Using the word "locked" as the filter, copy each matching line from the records.

==================================================

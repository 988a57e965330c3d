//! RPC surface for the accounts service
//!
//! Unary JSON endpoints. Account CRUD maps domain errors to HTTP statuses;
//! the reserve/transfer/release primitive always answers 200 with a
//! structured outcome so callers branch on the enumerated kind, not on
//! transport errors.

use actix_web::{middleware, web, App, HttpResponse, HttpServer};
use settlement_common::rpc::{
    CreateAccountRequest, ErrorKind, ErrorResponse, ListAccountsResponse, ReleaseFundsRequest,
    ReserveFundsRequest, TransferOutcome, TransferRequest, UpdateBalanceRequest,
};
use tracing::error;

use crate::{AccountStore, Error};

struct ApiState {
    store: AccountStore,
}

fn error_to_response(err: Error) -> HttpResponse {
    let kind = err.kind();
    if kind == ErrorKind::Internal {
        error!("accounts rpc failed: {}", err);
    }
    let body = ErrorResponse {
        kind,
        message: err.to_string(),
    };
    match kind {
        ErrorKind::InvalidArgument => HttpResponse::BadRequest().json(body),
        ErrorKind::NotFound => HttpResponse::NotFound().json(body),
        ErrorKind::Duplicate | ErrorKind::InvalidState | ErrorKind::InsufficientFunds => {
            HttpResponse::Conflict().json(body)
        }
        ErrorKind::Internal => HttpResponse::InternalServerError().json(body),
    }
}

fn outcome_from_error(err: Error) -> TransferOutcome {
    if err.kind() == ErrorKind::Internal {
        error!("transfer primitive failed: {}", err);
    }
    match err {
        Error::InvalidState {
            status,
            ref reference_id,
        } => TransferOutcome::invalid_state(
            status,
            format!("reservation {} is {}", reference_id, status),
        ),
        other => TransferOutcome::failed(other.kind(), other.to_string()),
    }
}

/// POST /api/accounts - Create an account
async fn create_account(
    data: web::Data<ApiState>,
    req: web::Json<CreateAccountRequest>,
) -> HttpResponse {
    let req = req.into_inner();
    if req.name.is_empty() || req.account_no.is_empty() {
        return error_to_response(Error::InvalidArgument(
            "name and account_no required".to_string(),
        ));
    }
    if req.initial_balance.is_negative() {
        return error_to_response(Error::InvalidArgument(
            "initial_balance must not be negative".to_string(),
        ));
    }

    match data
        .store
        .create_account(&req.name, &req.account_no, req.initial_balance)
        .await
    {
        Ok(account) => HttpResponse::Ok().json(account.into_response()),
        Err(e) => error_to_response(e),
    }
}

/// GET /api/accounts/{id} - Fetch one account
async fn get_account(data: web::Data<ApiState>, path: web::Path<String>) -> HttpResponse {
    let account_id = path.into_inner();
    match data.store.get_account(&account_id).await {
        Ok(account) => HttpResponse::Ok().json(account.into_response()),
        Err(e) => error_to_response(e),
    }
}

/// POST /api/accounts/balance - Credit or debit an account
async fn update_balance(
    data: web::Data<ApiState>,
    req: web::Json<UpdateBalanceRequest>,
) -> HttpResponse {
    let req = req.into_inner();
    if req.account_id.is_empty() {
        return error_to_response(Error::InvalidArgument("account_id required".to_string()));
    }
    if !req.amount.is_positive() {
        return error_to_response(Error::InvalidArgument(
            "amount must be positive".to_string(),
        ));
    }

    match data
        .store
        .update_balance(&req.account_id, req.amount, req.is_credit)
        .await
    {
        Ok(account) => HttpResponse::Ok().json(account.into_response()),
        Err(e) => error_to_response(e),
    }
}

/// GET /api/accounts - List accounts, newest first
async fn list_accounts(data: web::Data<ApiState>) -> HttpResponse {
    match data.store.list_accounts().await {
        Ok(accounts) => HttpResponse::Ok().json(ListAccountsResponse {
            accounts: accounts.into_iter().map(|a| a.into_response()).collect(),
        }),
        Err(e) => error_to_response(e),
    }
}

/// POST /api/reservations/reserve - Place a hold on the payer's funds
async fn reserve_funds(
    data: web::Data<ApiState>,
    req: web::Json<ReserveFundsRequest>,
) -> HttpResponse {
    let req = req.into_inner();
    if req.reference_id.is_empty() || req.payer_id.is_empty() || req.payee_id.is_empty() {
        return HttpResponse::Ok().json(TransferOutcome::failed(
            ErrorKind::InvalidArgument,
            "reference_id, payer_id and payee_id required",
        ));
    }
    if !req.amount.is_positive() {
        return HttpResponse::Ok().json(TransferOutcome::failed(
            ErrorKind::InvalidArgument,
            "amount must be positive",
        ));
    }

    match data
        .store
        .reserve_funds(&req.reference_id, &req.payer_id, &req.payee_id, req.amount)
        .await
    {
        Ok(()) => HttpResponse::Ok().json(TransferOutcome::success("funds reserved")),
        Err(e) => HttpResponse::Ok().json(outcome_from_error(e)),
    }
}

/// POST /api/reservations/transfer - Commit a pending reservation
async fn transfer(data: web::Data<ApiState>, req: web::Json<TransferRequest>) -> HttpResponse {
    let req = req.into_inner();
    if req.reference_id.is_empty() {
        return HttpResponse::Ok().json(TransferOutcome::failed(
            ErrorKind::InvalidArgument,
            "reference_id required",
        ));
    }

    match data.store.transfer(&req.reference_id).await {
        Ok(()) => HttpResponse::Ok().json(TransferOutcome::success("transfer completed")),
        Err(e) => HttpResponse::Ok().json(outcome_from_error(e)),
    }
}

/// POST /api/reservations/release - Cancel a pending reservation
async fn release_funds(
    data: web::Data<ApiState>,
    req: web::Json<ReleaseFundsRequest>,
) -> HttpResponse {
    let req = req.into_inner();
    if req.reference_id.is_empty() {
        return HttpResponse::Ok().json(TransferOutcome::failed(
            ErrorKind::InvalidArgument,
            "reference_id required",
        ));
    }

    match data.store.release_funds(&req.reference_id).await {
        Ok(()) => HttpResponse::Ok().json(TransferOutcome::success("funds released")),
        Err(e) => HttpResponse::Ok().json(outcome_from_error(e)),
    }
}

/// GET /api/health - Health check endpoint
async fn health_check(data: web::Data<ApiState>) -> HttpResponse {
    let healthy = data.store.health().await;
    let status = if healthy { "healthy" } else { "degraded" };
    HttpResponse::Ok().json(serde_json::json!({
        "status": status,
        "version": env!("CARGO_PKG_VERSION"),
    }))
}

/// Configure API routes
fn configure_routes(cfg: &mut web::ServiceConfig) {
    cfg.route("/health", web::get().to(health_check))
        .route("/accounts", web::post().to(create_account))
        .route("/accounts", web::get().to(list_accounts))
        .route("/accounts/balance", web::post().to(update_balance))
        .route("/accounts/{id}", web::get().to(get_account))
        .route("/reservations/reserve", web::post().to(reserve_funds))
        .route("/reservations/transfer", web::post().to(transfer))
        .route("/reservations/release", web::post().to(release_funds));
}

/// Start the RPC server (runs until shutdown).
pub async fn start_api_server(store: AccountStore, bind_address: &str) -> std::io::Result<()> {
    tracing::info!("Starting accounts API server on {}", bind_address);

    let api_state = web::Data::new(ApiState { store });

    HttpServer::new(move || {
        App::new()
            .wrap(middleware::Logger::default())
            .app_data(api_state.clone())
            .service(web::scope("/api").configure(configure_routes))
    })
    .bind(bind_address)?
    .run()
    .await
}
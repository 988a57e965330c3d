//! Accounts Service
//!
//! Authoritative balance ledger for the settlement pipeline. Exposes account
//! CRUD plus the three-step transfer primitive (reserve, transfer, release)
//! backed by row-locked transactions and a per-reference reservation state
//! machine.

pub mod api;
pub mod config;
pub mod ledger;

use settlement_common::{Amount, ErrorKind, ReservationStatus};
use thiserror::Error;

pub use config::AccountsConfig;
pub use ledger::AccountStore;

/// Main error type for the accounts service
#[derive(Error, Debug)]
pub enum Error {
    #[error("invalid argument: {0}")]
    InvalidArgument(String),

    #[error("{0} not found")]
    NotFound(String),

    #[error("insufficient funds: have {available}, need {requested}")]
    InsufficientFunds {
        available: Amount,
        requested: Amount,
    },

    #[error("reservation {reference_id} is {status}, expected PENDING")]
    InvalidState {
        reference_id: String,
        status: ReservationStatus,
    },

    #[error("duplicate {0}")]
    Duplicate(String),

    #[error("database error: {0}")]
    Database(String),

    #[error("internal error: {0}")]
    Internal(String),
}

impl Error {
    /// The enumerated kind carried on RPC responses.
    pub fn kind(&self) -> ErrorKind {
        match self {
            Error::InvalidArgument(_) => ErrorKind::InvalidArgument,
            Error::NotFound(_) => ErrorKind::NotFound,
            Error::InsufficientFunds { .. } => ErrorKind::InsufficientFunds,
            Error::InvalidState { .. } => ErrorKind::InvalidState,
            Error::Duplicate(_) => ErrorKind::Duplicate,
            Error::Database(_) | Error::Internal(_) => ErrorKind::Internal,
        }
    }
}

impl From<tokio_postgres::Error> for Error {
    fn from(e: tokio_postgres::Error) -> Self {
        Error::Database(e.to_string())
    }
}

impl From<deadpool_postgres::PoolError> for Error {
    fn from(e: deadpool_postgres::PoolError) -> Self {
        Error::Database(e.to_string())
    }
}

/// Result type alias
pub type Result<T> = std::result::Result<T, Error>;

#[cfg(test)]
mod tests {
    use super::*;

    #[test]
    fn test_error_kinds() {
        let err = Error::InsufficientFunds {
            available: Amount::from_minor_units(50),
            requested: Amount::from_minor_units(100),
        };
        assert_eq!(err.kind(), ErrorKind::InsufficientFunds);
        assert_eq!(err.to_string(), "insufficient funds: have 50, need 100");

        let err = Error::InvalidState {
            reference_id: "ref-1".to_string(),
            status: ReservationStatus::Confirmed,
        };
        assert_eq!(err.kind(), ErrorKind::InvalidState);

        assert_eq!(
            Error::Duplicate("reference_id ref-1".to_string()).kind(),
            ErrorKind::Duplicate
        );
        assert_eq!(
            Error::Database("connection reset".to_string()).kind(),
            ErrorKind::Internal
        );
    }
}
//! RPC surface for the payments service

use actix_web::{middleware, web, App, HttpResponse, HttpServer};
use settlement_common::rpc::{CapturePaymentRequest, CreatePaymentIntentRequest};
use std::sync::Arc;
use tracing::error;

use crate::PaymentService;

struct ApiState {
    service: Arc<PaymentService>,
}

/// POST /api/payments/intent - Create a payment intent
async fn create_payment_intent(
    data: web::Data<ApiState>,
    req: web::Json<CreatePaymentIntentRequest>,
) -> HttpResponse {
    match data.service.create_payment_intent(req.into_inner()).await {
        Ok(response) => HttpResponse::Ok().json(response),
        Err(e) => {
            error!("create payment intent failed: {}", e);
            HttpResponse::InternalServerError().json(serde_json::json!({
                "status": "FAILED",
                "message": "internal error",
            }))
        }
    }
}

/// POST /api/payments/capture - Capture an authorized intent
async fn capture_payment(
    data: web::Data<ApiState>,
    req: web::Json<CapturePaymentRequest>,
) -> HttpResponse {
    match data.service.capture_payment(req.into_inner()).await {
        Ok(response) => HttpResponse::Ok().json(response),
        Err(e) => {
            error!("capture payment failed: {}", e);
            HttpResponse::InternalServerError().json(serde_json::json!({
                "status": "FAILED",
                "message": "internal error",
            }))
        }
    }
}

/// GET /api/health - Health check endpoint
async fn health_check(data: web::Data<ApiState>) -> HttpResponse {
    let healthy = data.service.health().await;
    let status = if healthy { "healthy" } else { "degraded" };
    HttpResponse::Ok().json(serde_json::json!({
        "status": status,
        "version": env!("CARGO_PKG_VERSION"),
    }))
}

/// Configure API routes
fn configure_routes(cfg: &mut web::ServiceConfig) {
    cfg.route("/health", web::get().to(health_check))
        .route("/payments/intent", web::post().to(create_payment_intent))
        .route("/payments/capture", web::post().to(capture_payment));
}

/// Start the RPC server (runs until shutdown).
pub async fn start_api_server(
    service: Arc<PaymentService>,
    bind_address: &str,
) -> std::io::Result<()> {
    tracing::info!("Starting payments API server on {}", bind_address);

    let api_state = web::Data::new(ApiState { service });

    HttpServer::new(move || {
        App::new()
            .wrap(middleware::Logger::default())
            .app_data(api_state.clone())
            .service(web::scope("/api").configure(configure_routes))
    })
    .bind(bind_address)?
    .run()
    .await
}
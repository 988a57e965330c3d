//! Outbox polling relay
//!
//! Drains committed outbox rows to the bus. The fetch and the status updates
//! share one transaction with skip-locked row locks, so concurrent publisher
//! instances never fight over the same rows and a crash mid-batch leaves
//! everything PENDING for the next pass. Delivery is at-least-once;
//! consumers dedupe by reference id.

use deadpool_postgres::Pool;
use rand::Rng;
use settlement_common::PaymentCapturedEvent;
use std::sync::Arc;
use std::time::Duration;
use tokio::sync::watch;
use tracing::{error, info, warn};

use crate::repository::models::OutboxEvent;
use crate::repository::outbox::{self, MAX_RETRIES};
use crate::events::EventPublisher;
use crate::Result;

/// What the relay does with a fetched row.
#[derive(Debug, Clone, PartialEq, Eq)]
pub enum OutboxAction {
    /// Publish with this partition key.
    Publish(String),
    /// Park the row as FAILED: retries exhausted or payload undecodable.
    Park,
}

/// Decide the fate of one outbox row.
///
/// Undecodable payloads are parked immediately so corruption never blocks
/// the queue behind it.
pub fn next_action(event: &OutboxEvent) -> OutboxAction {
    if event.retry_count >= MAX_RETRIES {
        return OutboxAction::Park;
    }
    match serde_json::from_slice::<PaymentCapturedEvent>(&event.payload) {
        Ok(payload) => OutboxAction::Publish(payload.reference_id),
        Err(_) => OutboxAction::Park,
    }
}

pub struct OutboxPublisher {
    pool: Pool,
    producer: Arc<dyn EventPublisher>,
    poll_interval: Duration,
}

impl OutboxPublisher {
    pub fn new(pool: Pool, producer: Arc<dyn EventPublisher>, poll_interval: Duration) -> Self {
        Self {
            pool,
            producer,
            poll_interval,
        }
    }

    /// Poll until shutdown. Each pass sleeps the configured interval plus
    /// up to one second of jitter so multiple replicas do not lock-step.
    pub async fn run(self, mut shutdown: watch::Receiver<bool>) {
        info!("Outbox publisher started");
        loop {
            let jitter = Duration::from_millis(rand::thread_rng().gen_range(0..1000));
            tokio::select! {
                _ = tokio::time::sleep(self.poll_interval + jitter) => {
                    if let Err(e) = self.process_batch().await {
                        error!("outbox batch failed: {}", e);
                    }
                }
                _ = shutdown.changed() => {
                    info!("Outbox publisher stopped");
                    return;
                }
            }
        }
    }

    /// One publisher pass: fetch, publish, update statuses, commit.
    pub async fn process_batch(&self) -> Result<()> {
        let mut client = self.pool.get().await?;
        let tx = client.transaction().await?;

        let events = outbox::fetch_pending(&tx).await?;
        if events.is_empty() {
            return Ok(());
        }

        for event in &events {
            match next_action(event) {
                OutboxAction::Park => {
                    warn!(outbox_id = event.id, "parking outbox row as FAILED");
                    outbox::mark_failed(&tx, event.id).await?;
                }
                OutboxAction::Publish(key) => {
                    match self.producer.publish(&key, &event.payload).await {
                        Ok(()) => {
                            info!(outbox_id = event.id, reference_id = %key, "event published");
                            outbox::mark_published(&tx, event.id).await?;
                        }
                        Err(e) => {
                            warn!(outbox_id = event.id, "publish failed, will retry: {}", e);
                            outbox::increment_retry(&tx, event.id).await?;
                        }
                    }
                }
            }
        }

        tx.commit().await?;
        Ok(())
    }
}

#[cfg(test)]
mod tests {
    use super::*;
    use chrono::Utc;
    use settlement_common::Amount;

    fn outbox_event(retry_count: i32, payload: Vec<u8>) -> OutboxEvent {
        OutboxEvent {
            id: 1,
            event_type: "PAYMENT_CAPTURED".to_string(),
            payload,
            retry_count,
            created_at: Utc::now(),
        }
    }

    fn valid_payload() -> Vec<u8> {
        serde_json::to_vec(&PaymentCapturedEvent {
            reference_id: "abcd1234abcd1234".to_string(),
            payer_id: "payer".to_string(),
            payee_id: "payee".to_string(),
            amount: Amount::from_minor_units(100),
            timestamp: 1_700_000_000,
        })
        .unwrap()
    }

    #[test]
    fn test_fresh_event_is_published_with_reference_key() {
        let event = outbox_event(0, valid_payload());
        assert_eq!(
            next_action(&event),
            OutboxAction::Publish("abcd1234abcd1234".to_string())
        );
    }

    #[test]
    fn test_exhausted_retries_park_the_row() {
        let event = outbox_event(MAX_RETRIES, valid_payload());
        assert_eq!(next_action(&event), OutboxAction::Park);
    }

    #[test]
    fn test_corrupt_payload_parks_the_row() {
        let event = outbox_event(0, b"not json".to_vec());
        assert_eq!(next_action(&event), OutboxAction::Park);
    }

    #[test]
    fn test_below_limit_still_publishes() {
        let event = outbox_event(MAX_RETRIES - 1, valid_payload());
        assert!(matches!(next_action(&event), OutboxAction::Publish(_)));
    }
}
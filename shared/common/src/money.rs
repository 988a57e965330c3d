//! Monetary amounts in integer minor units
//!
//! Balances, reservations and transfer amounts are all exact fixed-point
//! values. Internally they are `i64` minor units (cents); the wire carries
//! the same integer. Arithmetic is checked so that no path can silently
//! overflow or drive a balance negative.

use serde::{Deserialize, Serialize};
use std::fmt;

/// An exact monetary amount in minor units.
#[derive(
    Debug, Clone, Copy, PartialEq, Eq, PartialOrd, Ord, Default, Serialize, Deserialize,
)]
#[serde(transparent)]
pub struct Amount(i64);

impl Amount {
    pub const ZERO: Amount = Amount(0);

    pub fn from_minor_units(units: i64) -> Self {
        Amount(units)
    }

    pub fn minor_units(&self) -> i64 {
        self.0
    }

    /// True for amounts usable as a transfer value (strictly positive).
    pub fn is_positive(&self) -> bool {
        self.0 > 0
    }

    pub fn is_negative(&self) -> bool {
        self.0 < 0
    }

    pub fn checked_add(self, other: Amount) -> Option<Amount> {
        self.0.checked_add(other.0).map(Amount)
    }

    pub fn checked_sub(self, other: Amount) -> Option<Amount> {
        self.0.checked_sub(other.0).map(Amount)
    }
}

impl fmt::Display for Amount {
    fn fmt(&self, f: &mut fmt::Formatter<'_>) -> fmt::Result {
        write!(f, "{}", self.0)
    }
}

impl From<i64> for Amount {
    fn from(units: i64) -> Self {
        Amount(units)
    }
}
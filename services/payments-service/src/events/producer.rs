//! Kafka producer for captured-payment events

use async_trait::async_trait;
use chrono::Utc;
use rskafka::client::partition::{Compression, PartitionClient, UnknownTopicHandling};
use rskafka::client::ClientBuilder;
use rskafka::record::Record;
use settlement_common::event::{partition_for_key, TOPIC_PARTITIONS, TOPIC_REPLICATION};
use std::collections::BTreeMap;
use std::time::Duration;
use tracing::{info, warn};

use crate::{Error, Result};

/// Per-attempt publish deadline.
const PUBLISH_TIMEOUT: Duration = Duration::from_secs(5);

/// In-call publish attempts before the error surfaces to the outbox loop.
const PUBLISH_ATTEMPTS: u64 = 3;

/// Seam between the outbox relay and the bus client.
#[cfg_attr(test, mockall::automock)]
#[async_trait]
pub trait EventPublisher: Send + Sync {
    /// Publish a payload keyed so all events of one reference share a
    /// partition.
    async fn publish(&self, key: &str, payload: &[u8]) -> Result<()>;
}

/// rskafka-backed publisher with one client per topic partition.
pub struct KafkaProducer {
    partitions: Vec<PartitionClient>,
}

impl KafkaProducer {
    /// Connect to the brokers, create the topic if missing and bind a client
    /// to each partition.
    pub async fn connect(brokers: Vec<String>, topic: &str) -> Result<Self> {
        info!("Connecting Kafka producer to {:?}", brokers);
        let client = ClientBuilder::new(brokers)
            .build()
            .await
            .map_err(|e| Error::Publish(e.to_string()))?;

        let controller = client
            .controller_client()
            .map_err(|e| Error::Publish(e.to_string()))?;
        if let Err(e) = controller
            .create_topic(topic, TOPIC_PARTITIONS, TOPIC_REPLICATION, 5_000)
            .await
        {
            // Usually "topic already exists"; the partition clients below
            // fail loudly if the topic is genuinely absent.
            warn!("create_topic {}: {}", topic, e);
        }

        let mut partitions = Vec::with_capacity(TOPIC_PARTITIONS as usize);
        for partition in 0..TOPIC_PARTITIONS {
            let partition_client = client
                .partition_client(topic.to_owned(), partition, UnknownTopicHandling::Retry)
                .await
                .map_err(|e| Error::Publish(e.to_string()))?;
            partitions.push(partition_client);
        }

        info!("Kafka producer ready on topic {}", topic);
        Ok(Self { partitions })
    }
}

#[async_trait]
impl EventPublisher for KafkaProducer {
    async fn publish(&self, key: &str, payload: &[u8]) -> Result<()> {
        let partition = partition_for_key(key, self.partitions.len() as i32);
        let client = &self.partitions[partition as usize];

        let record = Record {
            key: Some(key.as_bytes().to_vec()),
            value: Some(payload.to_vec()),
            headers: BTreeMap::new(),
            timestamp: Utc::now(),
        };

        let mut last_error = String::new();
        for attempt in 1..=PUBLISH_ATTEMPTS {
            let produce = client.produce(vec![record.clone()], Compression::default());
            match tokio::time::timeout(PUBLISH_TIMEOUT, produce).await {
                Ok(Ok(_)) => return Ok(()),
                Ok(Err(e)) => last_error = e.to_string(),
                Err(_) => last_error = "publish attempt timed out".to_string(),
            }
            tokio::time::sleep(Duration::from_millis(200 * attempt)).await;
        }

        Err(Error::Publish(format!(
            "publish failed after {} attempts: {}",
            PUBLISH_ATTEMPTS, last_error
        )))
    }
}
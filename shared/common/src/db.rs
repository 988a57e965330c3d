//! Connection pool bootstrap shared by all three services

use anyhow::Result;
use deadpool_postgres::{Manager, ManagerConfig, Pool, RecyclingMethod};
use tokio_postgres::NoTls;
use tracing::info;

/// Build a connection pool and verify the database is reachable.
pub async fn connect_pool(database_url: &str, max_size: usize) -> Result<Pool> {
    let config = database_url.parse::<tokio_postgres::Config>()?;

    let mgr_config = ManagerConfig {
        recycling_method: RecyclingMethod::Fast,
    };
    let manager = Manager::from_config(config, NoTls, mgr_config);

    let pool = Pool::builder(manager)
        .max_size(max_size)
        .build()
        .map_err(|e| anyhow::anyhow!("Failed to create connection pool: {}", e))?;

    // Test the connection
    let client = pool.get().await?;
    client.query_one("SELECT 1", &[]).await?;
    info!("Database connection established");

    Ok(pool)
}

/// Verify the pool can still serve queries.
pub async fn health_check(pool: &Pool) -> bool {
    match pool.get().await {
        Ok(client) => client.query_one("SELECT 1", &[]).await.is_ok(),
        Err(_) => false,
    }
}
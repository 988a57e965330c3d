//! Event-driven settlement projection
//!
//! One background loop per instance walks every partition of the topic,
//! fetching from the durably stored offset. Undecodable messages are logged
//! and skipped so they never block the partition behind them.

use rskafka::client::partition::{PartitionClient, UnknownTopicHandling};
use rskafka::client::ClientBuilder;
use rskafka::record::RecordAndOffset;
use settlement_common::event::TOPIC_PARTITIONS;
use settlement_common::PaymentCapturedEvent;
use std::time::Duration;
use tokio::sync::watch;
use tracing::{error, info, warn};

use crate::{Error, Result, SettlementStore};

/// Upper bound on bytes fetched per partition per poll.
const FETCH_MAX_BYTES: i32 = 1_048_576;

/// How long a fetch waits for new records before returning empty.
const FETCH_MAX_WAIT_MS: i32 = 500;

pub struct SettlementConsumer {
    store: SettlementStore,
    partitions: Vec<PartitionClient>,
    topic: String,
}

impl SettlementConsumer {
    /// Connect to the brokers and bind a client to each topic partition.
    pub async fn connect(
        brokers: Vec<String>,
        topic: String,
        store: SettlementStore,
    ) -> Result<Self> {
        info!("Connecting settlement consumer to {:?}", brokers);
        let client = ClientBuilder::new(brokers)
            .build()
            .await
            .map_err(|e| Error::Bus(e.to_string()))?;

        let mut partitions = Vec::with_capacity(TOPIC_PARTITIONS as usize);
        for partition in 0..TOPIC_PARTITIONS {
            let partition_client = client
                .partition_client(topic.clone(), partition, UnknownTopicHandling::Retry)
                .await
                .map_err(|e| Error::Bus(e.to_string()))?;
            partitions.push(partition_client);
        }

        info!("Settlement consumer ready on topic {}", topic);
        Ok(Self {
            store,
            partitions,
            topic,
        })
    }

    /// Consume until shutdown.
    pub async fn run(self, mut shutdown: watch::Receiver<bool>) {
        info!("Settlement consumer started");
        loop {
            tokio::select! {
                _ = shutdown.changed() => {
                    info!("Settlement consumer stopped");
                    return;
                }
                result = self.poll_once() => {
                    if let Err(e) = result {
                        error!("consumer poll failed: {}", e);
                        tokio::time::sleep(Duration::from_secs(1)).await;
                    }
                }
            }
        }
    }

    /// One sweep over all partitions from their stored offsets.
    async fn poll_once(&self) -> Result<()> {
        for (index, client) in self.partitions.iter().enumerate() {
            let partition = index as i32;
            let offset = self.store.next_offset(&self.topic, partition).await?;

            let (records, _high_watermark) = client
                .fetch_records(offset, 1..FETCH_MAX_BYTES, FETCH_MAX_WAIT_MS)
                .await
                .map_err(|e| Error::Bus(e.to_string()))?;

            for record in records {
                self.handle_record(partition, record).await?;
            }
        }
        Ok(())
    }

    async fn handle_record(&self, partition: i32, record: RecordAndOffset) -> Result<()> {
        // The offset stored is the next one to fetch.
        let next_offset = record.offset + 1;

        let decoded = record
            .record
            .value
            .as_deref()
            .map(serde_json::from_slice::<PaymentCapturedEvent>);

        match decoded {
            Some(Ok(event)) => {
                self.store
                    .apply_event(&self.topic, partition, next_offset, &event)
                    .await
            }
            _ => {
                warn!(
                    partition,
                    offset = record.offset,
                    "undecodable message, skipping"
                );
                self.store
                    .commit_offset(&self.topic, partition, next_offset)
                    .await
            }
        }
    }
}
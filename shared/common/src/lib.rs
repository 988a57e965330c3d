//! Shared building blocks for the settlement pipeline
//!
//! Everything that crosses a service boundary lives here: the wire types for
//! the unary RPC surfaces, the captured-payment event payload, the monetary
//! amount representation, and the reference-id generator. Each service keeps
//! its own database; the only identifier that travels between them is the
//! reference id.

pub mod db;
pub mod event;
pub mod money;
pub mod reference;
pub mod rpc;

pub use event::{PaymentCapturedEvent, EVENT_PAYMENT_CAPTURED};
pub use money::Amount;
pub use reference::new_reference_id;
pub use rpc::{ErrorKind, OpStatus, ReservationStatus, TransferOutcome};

==================================================

* Output of the exercise
//! backed by row-locked transactions and a per-reference reservation state
//! share one transaction with skip-locked row locks, so concurrent publisher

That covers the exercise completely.